Микель, переведя взгляд туда и сюда, чуть распахнул просветлевшие и повеселевшие — теперь уже по-настоящему — глаза. С довольством огладил пальцами запястье дрогнувшего от остроты ощущений мальчишки, осторожно поддевая мягкую прохладную ладонь, и, аккуратно придвинувшись ближе, чтобы оказаться совсем уже плечом к плечу, склонившись к запылавшему розовому уху, прошептал:
— Ты, надо признать, сумел удивить меня, мой цветок. Отчего-то я полагал, будто никакого кита — что угодно, но только не его — ты в этом чуде современного искусства не разглядишь, поэтому прими мои извинения за то, что я так некрасиво и зазря тебя недооценил. Сдается мне, ты прижился здесь даже больше, чем я…
Уэльс очередному его бестолковому трёпу значения не придал: в конце концов, кит был вполне очевиден, поэтому как того можно было за столько-то времени не разглядеть — он в упор не понимал. Зато, помешкав и подумав, с трудом веря, что вот так спокойно, почти по-дружески с кем-то заговаривает, неумело и неуютно пробормотал, приподнимая брови и поджимая тонкую полоску синеющих от холода губ:
— Ну? А ты что тогда в нём видишь, если не кита?
— Что вижу я, ты спрашиваешь…? — Юа слишком хорошо замечал, что мужские пальцы опять потянулись к карману, опять сжали в том пачку — все-таки присутствующих — сигарет, опять обожглись новой фикс-манией и опять пугливо выскользнули наружу, принимаясь нервозно постукивать кончиками ногтей по обтянутой черными брюками ноге. — Если тебя и впрямь интересует моё мнение, мальчик, то, на мой взгляд, это… скажем, рука подземного гиганта или голова некоего песчаного червя — слыхал о подобных диковинках? Говорят, они обитают не только во вселенной Дюны, прописанной богатым на фантазию Гербертом, но встречаются и в наше время и на нашей Земле, пусть многие непроходимые тупицы, страдающие прогрессирующим в обратную сторону разумом, и считают всё это мистификацией, подделкой да лживыми порожними домыслами. Насколько мне известно, наши с тобой пустынные червячки дорастают до двух-трех метров в длину и охотливо пожирают проходящие мимо караваны. Те исчезают как бы бесследно, очевидцев почти не остается, а те, что остаются, наверняка трогаются от пережитой катастрофы — воронки там какой-нибудь или настигшей песчаной бури — рассудком, поэтому верить им на слово — очень нехороший моветон, душа моя, как считает бесспорно всезнающее порнографическое общество. Вот так мы на сей удивительной планетке и живем… Что же до второй части этой занятной… хм… статуи, то… возможно, она представляет из себя… автомобиль. Старый ржавый автомобиль, либо скомканный в кулаке великана, либо проеденный зубками членистоногой — может, и не членистоногой, я, увы, не ахти как сведущ в занимательной биологии… — малютки.

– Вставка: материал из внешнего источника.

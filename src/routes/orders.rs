use axum::{
    Json, Router,
    extract::{Path, Query, State},
    routing::{get, post, put},
};
use uuid::Uuid;

use crate::{
    dto::orders::{CreateOrderRequest, OrderList, OrderPlaced, PaymentResult, StatusChanged},
    error::AppResult,
    middleware::auth::AuthUser,
    response::ApiResponse,
    routes::params::StatusQuery,
    services::{order_service, order_status_service},
    state::AppState,
};

pub fn route() -> Router<AppState> {
    Router::new()
        .route("/", get(list_all_orders).post(create_order))
        .route("/my", get(my_orders))
        .route("/{id}/pay", post(pay_order))
        .route("/{id}/status", put(update_order_status))
}

#[utoipa::path(
    post,
    path = "/api/orders",
    request_body = CreateOrderRequest,
    responses(
        (status = 200, description = "Order placed", body = ApiResponse<OrderPlaced>),
        (status = 400, description = "No items, invalid product or not enough stock")
    ),
    security(("bearer_auth" = [])),
    tag = "Orders"
)]
pub async fn create_order(
    State(state): State<AppState>,
    user: AuthUser,
    Json(payload): Json<CreateOrderRequest>,
) -> AppResult<Json<ApiResponse<OrderPlaced>>> {
    let resp = order_service::create_order(&state, &user, payload).await?;
    Ok(Json(resp))
}

#[utoipa::path(
    get,
    path = "/api/orders/my",
    responses(
        (status = 200, description = "Caller's orders, newest first", body = ApiResponse<OrderList>)
    ),
    security(("bearer_auth" = [])),
    tag = "Orders"
)]
pub async fn my_orders(
    State(state): State<AppState>,
    user: AuthUser,
) -> AppResult<Json<ApiResponse<OrderList>>> {
    let resp = order_service::list_my_orders(&state, &user).await?;
    Ok(Json(resp))
}

#[utoipa::path(
    get,
    path = "/api/orders",
    responses(
        (status = 200, description = "All orders with customer email", body = ApiResponse<OrderList>),
        (status = 403, description = "Admin only")
    ),
    security(("bearer_auth" = [])),
    tag = "Orders"
)]
pub async fn list_all_orders(
    State(state): State<AppState>,
    user: AuthUser,
) -> AppResult<Json<ApiResponse<OrderList>>> {
    let resp = order_service::list_all_orders(&state, &user).await?;
    Ok(Json(resp))
}

#[utoipa::path(
    post,
    path = "/api/orders/{id}/pay",
    params(("id" = Uuid, Path, description = "Order id")),
    responses(
        (status = 200, description = "Paid, or already paid", body = ApiResponse<PaymentResult>),
        (status = 400, description = "Order is cancelled or shipped"),
        (status = 404, description = "No such order for the caller")
    ),
    security(("bearer_auth" = [])),
    tag = "Orders"
)]
pub async fn pay_order(
    State(state): State<AppState>,
    user: AuthUser,
    Path(id): Path<Uuid>,
) -> AppResult<Json<ApiResponse<PaymentResult>>> {
    let resp = order_status_service::pay_order(&state, &user, id).await?;
    Ok(Json(resp))
}

#[utoipa::path(
    put,
    path = "/api/orders/{id}/status",
    params(("id" = Uuid, Path, description = "Order id"), StatusQuery),
    responses(
        (status = 200, description = "Status changed", body = ApiResponse<StatusChanged>),
        (status = 400, description = "Unknown status or illegal transition"),
        (status = 404, description = "Order not found")
    ),
    security(("bearer_auth" = [])),
    tag = "Orders"
)]
pub async fn update_order_status(
    State(state): State<AppState>,
    user: AuthUser,
    Path(id): Path<Uuid>,
    Query(query): Query<StatusQuery>,
) -> AppResult<Json<ApiResponse<StatusChanged>>> {
    let resp = order_status_service::update_order_status(&state, &user, id, &query.status).await?;
    Ok(Json(resp))
}
use axum::{
    Json, Router,
    extract::{Path, State},
    http::StatusCode,
    routing::get,
};
use uuid::Uuid;

use crate::{
    dto::catalog::{ProductList, ProductRequest},
    error::AppResult,
    middleware::auth::AuthUser,
    models::Product,
    response::ApiResponse,
    services::catalog_service,
    state::AppState,
};

pub fn router() -> Router<AppState> {
    Router::new()
        .route("/", get(list_products).post(create_product))
        .route(
            "/{id}",
            get(get_product).put(update_product).delete(delete_product),
        )
}

#[utoipa::path(
    get,
    path = "/api/products",
    responses(
        (status = 200, description = "Active products, newest first", body = ApiResponse<ProductList>)
    ),
    tag = "Products"
)]
pub async fn list_products(State(state): State<AppState>) -> AppResult<Json<ApiResponse<ProductList>>> {
    let resp = catalog_service::list_products(&state).await?;
    Ok(Json(resp))
}

#[utoipa::path(
    get,
    path = "/api/products/{id}",
    params(("id" = Uuid, Path, description = "Product id")),
    responses(
        (status = 200, description = "Product detail", body = ApiResponse<Product>),
        (status = 404, description = "Not found")
    ),
    tag = "Products"
)]
pub async fn get_product(
    State(state): State<AppState>,
    Path(id): Path<Uuid>,
) -> AppResult<Json<ApiResponse<Product>>> {
    let resp = catalog_service::get_product(&state, id).await?;
    Ok(Json(resp))
}

#[utoipa::path(
    post,
    path = "/api/products",
    request_body = ProductRequest,
    responses(
        (status = 201, description = "Product created", body = ApiResponse<Product>),
        (status = 400, description = "Validation failed"),
        (status = 403, description = "Admin only")
    ),
    security(("bearer_auth" = [])),
    tag = "Products"
)]
pub async fn create_product(
    State(state): State<AppState>,
    user: AuthUser,
    Json(payload): Json<ProductRequest>,
) -> AppResult<(StatusCode, Json<ApiResponse<Product>>)> {
    let resp = catalog_service::create_product(&state, &user, payload).await?;
    Ok((StatusCode::CREATED, Json(resp)))
}

#[utoipa::path(
    put,
    path = "/api/products/{id}",
    params(("id" = Uuid, Path, description = "Product id")),
    request_body = ProductRequest,
    responses(
        (status = 200, description = "Product updated", body = ApiResponse<Product>),
        (status = 400, description = "Validation failed"),
        (status = 404, description = "Not found")
    ),
    security(("bearer_auth" = [])),
    tag = "Products"
)]
pub async fn update_product(
    State(state): State<AppState>,
    user: AuthUser,
    Path(id): Path<Uuid>,
    Json(payload): Json<ProductRequest>,
) -> AppResult<Json<ApiResponse<Product>>> {
    let resp = catalog_service::update_product(&state, &user, id, payload).await?;
    Ok(Json(resp))
}

#[utoipa::path(
    delete,
    path = "/api/products/{id}",
    params(("id" = Uuid, Path, description = "Product id")),
    responses(
        (status = 204, description = "Product deleted"),
        (status = 404, description = "Not found")
    ),
    security(("bearer_auth" = [])),
    tag = "Products"
)]
pub async fn delete_product(
    State(state): State<AppState>,
    user: AuthUser,
    Path(id): Path<Uuid>,
) -> AppResult<StatusCode> {
    catalog_service::delete_product(&state, &user, id).await?;
    Ok(StatusCode::NO_CONTENT)
}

— Ты… все-таки поразительно… невозможный… — оторопело выдохнул Уэльс, нарываясь на перелив безобидно-настороженного, но очень и очень взвинченного, как рвущая жилы пружина, смеха: да выкури ты уже свою блядскую сигарету, идиот, пока снова чего-нибудь не натворил! Тебя же изнутри просто трясет!
Лисья фантазия не ведала границ, выбивалась за планетарные карты и атласы, перегоняла в забеге мировую черепаху и всех четырех слонов, меланхолично жующих облысевшее ясеневое древо. Уносилась дальше, разбивала окружность любой космической сферы и, назло дяденьке Роршаху и его душевной игре в заманчивые черные кляксы, не вписывалась ни в одну графу, ни в одну вербальную строфу, ни в одну чертову докторскую справку. Вот только…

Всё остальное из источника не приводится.